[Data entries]
__________

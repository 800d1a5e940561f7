//! `Authorization` header parsing.
//!
//! Extracts `Basic` credentials and `Bearer` tokens from raw header values.
//! Values are trimmed of ASCII control/space characters and of the
//! non-breaking space (U+00A0), which some clients emit after the scheme.

use base64::alphabet;
use base64::engine::{DecodePaddingMode, GeneralPurpose, GeneralPurposeConfig};
use base64::Engine;

use crate::AuthResult;
use crate::error::AuthError;

/// Scheme prefix for Basic credentials.
pub const BASIC_SCHEME: &str = "Basic";

/// Scheme prefix for Bearer tokens.
pub const BEARER_SCHEME: &str = "Bearer";

const NO_BREAK_SPACE: char = '\u{00A0}';

/// Standard alphabet, trailing `=` padding optional on decode.
const CREDENTIALS_ENGINE: GeneralPurpose = GeneralPurpose::new(
    &alphabet::STANDARD,
    GeneralPurposeConfig::new().with_decode_padding_mode(DecodePaddingMode::Indifferent),
);

fn is_trimmable(c: char) -> bool {
    c <= ' ' || c == NO_BREAK_SPACE
}

/// Trims control characters, spaces and non-breaking spaces from both ends.
#[must_use]
pub fn trim(value: &str) -> &str {
    value.trim_matches(is_trimmable)
}

/// Returns the first credential token following `scheme` in `header`.
///
/// The raw header must begin with `scheme`; only the remainder is trimmed.
fn scheme_value<'a>(header: &'a str, scheme: &str) -> AuthResult<&'a str> {
    let rest = header.strip_prefix(scheme).ok_or_else(|| {
        tracing::debug!(scheme, "Authorization header has the wrong scheme");
        AuthError::header_format(format!(
            "Authorization header must start with '{scheme}'"
        ))
    })?;

    if !rest.starts_with(is_trimmable) {
        return Err(AuthError::header_format(format!(
            "Authorization header must start with '{scheme} '"
        )));
    }

    trim(rest)
        .split(is_trimmable)
        .find(|part| !part.is_empty())
        .ok_or_else(|| AuthError::header_format(format!("Missing {scheme} credentials")))
}

/// Extracts and base64-decodes the payload of a `Basic` header.
///
/// # Errors
///
/// Returns `HeaderFormat` if the header is not a `Basic` header, and
/// `HeaderEncoding` if the payload is not valid base64 or UTF-8.
pub fn basic_value(header: &str) -> AuthResult<String> {
    let encoded = scheme_value(header, BASIC_SCHEME)?;

    let decoded = CREDENTIALS_ENGINE.decode(encoded).map_err(|e| {
        tracing::debug!(error = %e, "Invalid base64 in Basic credentials");
        AuthError::header_encoding(format!("invalid base64: {e}"))
    })?;

    String::from_utf8(decoded)
        .map_err(|_| AuthError::header_encoding("decoded credentials are not valid UTF-8"))
}

/// Extracts the token of a `Bearer` header.
///
/// # Errors
///
/// Returns `HeaderFormat` if the header is not a `Bearer` header or carries
/// no token.
pub fn bearer_token(header: &str) -> AuthResult<String> {
    scheme_value(header, BEARER_SCHEME).map(str::to_string)
}

/// Splits decoded Basic credentials on the first `:` into user and password.
///
/// # Errors
///
/// Returns `HeaderFormat` if there is no `:` separator.
pub fn split_credentials(decoded: &str) -> AuthResult<(String, String)> {
    let (user, password) = decoded
        .split_once(':')
        .ok_or_else(|| AuthError::header_format("Credentials must be in format 'user:password'"))?;

    Ok((user.to_string(), password.to_string()))
}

__________

What is needed: Which lines in the records above contain the string "const"? Copy them.

Task solution:
pub const BASIC_SCHEME: &str = "Basic";
pub const BEARER_SCHEME: &str = "Bearer";
const NO_BREAK_SPACE: char = '\u{00A0}';
const CREDENTIALS_ENGINE: GeneralPurpose = GeneralPurpose::new(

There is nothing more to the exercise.